Stored data
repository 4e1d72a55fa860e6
use rust_decimal::Decimal;
use storefront_api::{
    db::{DbPool, create_pool, run_migrations},
    models::Role,
    services::auth_service::hash_password,
};
use uuid::Uuid;

#[tokio::main]
async fn main() -> anyhow::Result<()> {
    dotenvy::dotenv().ok();
    let database_url = std::env::var("DATABASE_URL")?;

    let pool = create_pool(&database_url, 2).await?;
    run_migrations(&pool).await?;

    let admin_id = ensure_user(&pool, "admin@example.com", "admin12345", "Admin", Role::Admin).await?;
    let seller_id =
        ensure_user(&pool, "seller@example.com", "seller12345", "Sample Seller", Role::Seller).await?;
    let buyer_id = ensure_user(&pool, "buyer@example.com", "buyer12345", "Sample Buyer", Role::Buyer).await?;
    seed_products(&pool, seller_id).await?;

    println!("Seed completed. Admin ID: {admin_id}, Seller ID: {seller_id}, Buyer ID: {buyer_id}");
    Ok(())
}

/// Inserts the account or resets its role and password when the email exists.
async fn ensure_user(
    pool: &DbPool,
    email: &str,
    password: &str,
    name: &str,
    role: Role,
) -> anyhow::Result<Uuid> {
    let password_hash = hash_password(password).map_err(|e| anyhow::anyhow!(e.to_string()))?;

    let (id,): (Uuid,) = sqlx::query_as(
        r#"
        INSERT INTO users (id, email, password_hash, name, role)
        VALUES ($1, $2, $3, $4, $5)
        ON CONFLICT (email) DO UPDATE
            SET role = EXCLUDED.role, password_hash = EXCLUDED.password_hash
        RETURNING id
        "#,
    )
    .bind(Uuid::new_v4())
    .bind(email)
    .bind(password_hash)
    .bind(name)
    .bind(role.as_str())
    .fetch_one(pool)
    .await?;

    Ok(id)
}

async fn seed_products(pool: &DbPool, seller_id: Uuid) -> anyhow::Result<()> {
    let products = [
        ("Axum Hoodie", "Warm hoodie for Rustaceans", "Apparel", Decimal::new(5500, 2), 50),
        ("Ferris Mug", "Coffee tastes better with Ferris", "Kitchen", Decimal::new(1200, 2), 100),
        ("Rust Sticker Pack", "Decorate your laptop", "Accessories", Decimal::new(500, 2), 200),
        ("Smartphone X", "A phone with a very fast chip", "Electronics", Decimal::new(9999, 2), 25),
        ("Wireless Earbuds", "Noise cancelling", "Electronics", Decimal::new(4950, 2), 40),
    ];

    for (name, description, category, price, quantity) in products {
        sqlx::query(
            r#"
            INSERT INTO products (id, name, description, quantity, price, seller_id, category, image_url)
            SELECT $1, $2, $3, $4, $5, $6, $7, ''
            WHERE NOT EXISTS (SELECT 1 FROM products WHERE name = $2 AND seller_id = $6)
            "#,
        )
        .bind(Uuid::new_v4())
        .bind(name)
        .bind(description)
        .bind(quantity)
        .bind(price)
        .bind(seller_id)
        .bind(category)
        .execute(pool)
        .await?;
    }

    println!("Seeded products");
    Ok(())
}
pub mod admin;
pub mod auth;
pub mod cart;
pub mod orders;
pub mod products;
pub mod returns;
pub mod reviews;
use axum::{
    Json, Router,
    extract::{Path, Query, State, rejection::{JsonRejection, QueryRejection}},
    http::StatusCode,
    routing::{get, post, put},
};
use uuid::Uuid;

use crate::{
    dto::{
        admin::UserList,
        orders::OrderList,
        products::AdminCreateProductRequest,
        returns::UpdateReturnStatusRequest,
    },
    error::AppResult,
    middleware::auth::{AuthUser, ensure_admin},
    models::{Product, Return},
    response::ApiResponse,
    routes::params::{OrderListQuery, Pagination},
    services::admin_service,
    state::AppState,
};

pub fn router() -> Router<AppState> {
    Router::new()
        .route("/users", get(list_users))
        .route("/products", post(create_product))
        .route("/orders", get(list_all_orders))
        .route("/returns/{id}/status", put(update_return_status))
}

#[utoipa::path(
    get,
    path = "/admin/users",
    params(Pagination),
    responses(
        (status = 200, description = "All users (admin only)", body = ApiResponse<UserList>),
        (status = 403, description = "Forbidden"),
    ),
    security(("bearer_auth" = [])),
    tag = "Admin"
)]
pub async fn list_users(
    State(state): State<AppState>,
    user: AuthUser,
    pagination: Result<Query<Pagination>, QueryRejection>,
) -> AppResult<Json<ApiResponse<UserList>>> {
    let Query(pagination) = pagination?;
    let resp = admin_service::list_users(&state, &user, pagination).await?;
    Ok(Json(resp))
}

#[utoipa::path(
    post,
    path = "/admin/products",
    request_body = AdminCreateProductRequest,
    responses(
        (status = 201, description = "Product created on behalf of a seller", body = ApiResponse<Product>),
        (status = 400, description = "Invalid product or unknown seller"),
        (status = 403, description = "Forbidden"),
    ),
    security(("bearer_auth" = [])),
    tag = "Admin"
)]
pub async fn create_product(
    State(state): State<AppState>,
    user: AuthUser,
    payload: Result<Json<AdminCreateProductRequest>, JsonRejection>,
) -> AppResult<(StatusCode, Json<ApiResponse<Product>>)> {
    ensure_admin(&user)?;
    let Json(payload) = payload?;
    let resp = admin_service::create_product(&state, &user, payload).await?;
    Ok((StatusCode::CREATED, Json(resp)))
}

#[utoipa::path(
    get,
    path = "/admin/orders",
    params(OrderListQuery),
    responses(
        (status = 200, description = "Get all orders (admin only)", body = ApiResponse<OrderList>),
        (status = 403, description = "Forbidden"),
        (status = 500, description = "Internal Server Error"),
    ),
    security(("bearer_auth" = [])),
    tag = "Admin"
)]
pub async fn list_all_orders(
    State(state): State<AppState>,
    user: AuthUser,
    query: Result<Query<OrderListQuery>, QueryRejection>,
) -> AppResult<Json<ApiResponse<OrderList>>> {
    let Query(query) = query?;
    let resp = admin_service::list_all_orders(&state, &user, query).await?;
    Ok(Json(resp))
}

#[utoipa::path(
    put,
    path = "/admin/returns/{id}/status",
    params(
        ("id" = Uuid, Path, description = "Return request ID")
    ),
    request_body = UpdateReturnStatusRequest,
    responses(
        (status = 200, description = "Return status updated", body = ApiResponse<Return>),
        (status = 403, description = "Forbidden"),
        (status = 404, description = "Return request not found"),
    ),
    security(("bearer_auth" = [])),
    tag = "Admin"
)]
pub async fn update_return_status(
    State(state): State<AppState>,
    user: AuthUser,
    Path(id): Path<Uuid>,
    payload: Result<Json<UpdateReturnStatusRequest>, JsonRejection>,
) -> AppResult<Json<ApiResponse<Return>>> {
    ensure_admin(&user)?;
    let Json(payload) = payload?;
    let resp = admin_service::update_return_status(&state, &user, id, payload).await?;
    Ok(Json(resp))
}
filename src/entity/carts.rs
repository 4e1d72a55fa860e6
use sea_orm::entity::prelude::*;

#[derive(Clone, Debug, PartialEq, DeriveEntityModel)]
#[sea_orm(table_name = "carts")]
pub struct Model {
    #[sea_orm(primary_key, auto_increment = false)]
    pub id: Uuid,
    #[sea_orm(unique)]
    pub user_id: Uuid,
    pub created_at: DateTimeWithTimeZone,
}

#[derive(Copy, Clone, Debug, EnumIter, DeriveRelation)]
pub enum Relation {
    #[sea_orm(
        belongs_to = "super::users::Entity",
        from = "Column::UserId",
        to = "super::users::Column::Id"
    )]
    Users,
    #[sea_orm(has_many = "super::cart_items::Entity")]
    CartItems,
}

impl Related<super::users::Entity> for Entity {
    fn to() -> RelationDef {
        Relation::Users.def()
    }
}

impl Related<super::cart_items::Entity> for Entity {
    fn to() -> RelationDef {
        Relation::CartItems.def()
    }
}

impl ActiveModelBehavior for ActiveModel {}
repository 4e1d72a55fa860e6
use std::collections::BTreeMap;

use rust_decimal::Decimal;
use sea_orm::ActiveValue::NotSet;
use sea_orm::sea_query::{Expr, LockType};
use sea_orm::{
    ActiveModelTrait, ColumnTrait, Condition, EntityTrait, PaginatorTrait, QueryFilter, QueryOrder,
    QuerySelect, Set, TransactionTrait,
};
use uuid::Uuid;

use crate::{
    audit,
    dto::orders::{OrderList, OrderWithItems},
    entity::{
        cart_items::{Column as CartItemCol, Entity as CartItems, Model as CartItemModel},
        order_items::{ActiveModel as OrderItemActive, Column as OrderItemCol, Entity as OrderItems},
        orders::{ActiveModel as OrderActive, Column as OrderCol, Entity as Orders},
        products::{Column as ProdCol, Entity as Products},
    },
    error::{AppError, AppResult},
    middleware::auth::AuthUser,
    models::{ORDER_STATUS_PENDING, Order, OrderItem, Role, max_amount},
    response::{ApiResponse, Meta},
    routes::params::{OrderListQuery, SortOrder},
    services::cart_service::require_cart,
    state::AppState,
};

/// Sum of the cart's line totals.
pub fn order_total(lines: &[CartItemModel]) -> Decimal {
    lines.iter().map(|line| line.price).sum()
}

/// Units needed per product, keyed in id order so row locks are always taken
/// in the same sequence.
pub fn required_quantities(lines: &[CartItemModel]) -> BTreeMap<Uuid, i32> {
    let mut required = BTreeMap::new();
    for line in lines {
        let needed = required.entry(line.product_id).or_insert(0);
        // saturating: a sum past i32::MAX can never be in stock anyway
        *needed = i32::saturating_add(*needed, line.quantity);
    }
    required
}

pub async fn list_orders(
    state: &AppState,
    user: &AuthUser,
    query: OrderListQuery,
) -> AppResult<ApiResponse<OrderList>> {
    let (page, limit, offset) = query.pagination().normalize();
    let mut condition = Condition::all().add(OrderCol::UserId.eq(user.user_id));
    if let Some(status) = query.status.as_ref().filter(|s| !s.is_empty()) {
        condition = condition.add(OrderCol::Status.eq(status.clone()));
    }

    let sort_order = query.order.unwrap_or(SortOrder::Desc);

    let mut finder = Orders::find().filter(condition);
    finder = match sort_order {
        SortOrder::Asc => finder.order_by_asc(OrderCol::CreatedAt),
        SortOrder::Desc => finder.order_by_desc(OrderCol::CreatedAt),
    };

    let total = finder.clone().count(&state.orm).await? as i64;

    let orders = finder
        .limit(limit as u64)
        .offset(offset as u64)
        .all(&state.orm)
        .await?
        .into_iter()
        .map(Order::from)
        .collect();

    let meta = Meta::new(page, limit, total);
    Ok(ApiResponse::success(
        "Ok",
        OrderList { items: orders },
        Some(meta),
    ))
}

/// Turns the caller's cart into an order. Every step runs in one transaction:
/// any early return drops it and rolls everything back.
pub async fn create_order(
    state: &AppState,
    user: &AuthUser,
) -> AppResult<ApiResponse<OrderWithItems>> {
    let cart = require_cart(&state.orm, user.user_id).await?;

    let txn = state.orm.begin().await?;

    let lines = CartItems::find()
        .filter(CartItemCol::CartId.eq(cart.id))
        .order_by_asc(CartItemCol::CreatedAt)
        .lock(LockType::Update)
        .all(&txn)
        .await?;

    if lines.is_empty() {
        return Err(AppError::BadRequest("Cart is empty".into()));
    }

    let total_price = order_total(&lines);
    if total_price > max_amount() {
        return Err(AppError::BadRequest("Order total is too large".into()));
    }

    let order = OrderActive {
        id: Set(Uuid::new_v4()),
        user_id: Set(user.user_id),
        total_price: Set(total_price),
        status: Set(ORDER_STATUS_PENDING.into()),
        created_at: NotSet,
        updated_at: NotSet,
    }
    .insert(&txn)
    .await?;

    let mut order_items: Vec<OrderItem> = Vec::with_capacity(lines.len());
    for line in &lines {
        let item = OrderItemActive {
            id: Set(Uuid::new_v4()),
            order_id: Set(order.id),
            product_id: Set(line.product_id),
            quantity: Set(line.quantity),
            price: Set(line.price),
            created_at: NotSet,
        }
        .insert(&txn)
        .await?;
        order_items.push(OrderItem::from(item));
    }

    let required = required_quantities(&lines);
    for (product_id, quantity) in &required {
        let product = Products::find_by_id(*product_id)
            .lock(LockType::Update)
            .one(&txn)
            .await?;
        let product = match product {
            Some(p) => p,
            None => {
                return Err(AppError::BadRequest(format!(
                    "Product {product_id} is no longer available"
                )));
            }
        };
        if product.quantity < *quantity {
            tracing::info!(
                %product_id,
                available = product.quantity,
                requested = quantity,
                "checkout rejected: insufficient stock"
            );
            return Err(AppError::BadRequest(format!(
                "Insufficient stock for product {product_id}"
            )));
        }
    }

    for (product_id, quantity) in &required {
        Products::update_many()
            .col_expr(ProdCol::Quantity, Expr::col(ProdCol::Quantity).sub(*quantity))
            .filter(ProdCol::Id.eq(*product_id))
            .exec(&txn)
            .await?;
    }

    CartItems::delete_many()
        .filter(CartItemCol::CartId.eq(cart.id))
        .exec(&txn)
        .await?;

    txn.commit().await?;

    tracing::info!(order_id = %order.id, user_id = %user.user_id, %total_price, "order created");
    audit::record(
        &state.pool,
        user.user_id,
        "order_create",
        "orders",
        serde_json::json!({ "order_id": order.id, "total_price": total_price.to_string() }),
    )
    .await;

    Ok(ApiResponse::success(
        "Order created",
        OrderWithItems {
            order: Order::from(order),
            items: order_items,
        },
        Some(Meta::empty()),
    ))
}

/// Order with its lines. Only the owner or an admin may read it; anyone else
/// gets NotFound so order ids are not confirmed to strangers.
pub async fn get_order(
    state: &AppState,
    user: &AuthUser,
    id: Uuid,
) -> AppResult<ApiResponse<OrderWithItems>> {
    let order = Orders::find_by_id(id).one(&state.orm).await?;
    let order = match order {
        Some(o) if o.user_id == user.user_id || user.role == Role::Admin => o,
        _ => return Err(AppError::NotFound),
    };

    let items = OrderItems::find()
        .filter(OrderItemCol::OrderId.eq(order.id))
        .order_by_asc(OrderItemCol::CreatedAt)
        .all(&state.orm)
        .await?
        .into_iter()
        .map(OrderItem::from)
        .collect();

    Ok(ApiResponse::success(
        "OK",
        OrderWithItems {
            order: Order::from(order),
            items,
        },
        Some(Meta::empty()),
    ))
}

#[cfg(test)]
mod tests {
    use super::*;
    use chrono::Utc;
    use std::str::FromStr;

    fn line(product_id: Uuid, quantity: i32, price: &str) -> CartItemModel {
        CartItemModel {
            id: Uuid::new_v4(),
            cart_id: Uuid::nil(),
            product_id,
            quantity,
            price: Decimal::from_str(price).unwrap(),
            created_at: Utc::now().into(),
        }
    }

    #[test]
    fn total_is_sum_of_line_prices() {
        let lines = vec![
            line(Uuid::new_v4(), 1, "99.99"),
            line(Uuid::new_v4(), 1, "99.99"),
        ];
        assert_eq!(order_total(&lines), Decimal::from_str("199.98").unwrap());
    }

    #[test]
    fn duplicate_product_lines_are_summed() {
        let shared = Uuid::new_v4();
        let other = Uuid::new_v4();
        let lines = vec![line(shared, 2, "2.00"), line(other, 1, "5.00"), line(shared, 3, "3.00")];

        let required = required_quantities(&lines);
        assert_eq!(required.len(), 2);
        assert_eq!(required[&shared], 5);
        assert_eq!(required[&other], 1);
    }

    #[test]
    fn oversized_requirements_saturate() {
        let shared = Uuid::new_v4();
        let lines = vec![line(shared, i32::MAX, "0.01"), line(shared, 5, "0.05")];
        assert_eq!(required_quantities(&lines)[&shared], i32::MAX);
    }
}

> **WHAT THE EXERCISE ASKS**
State how many lines of the entries above include the string "Expr". The reply is that number alone.

> **TASK SOLUTION**
2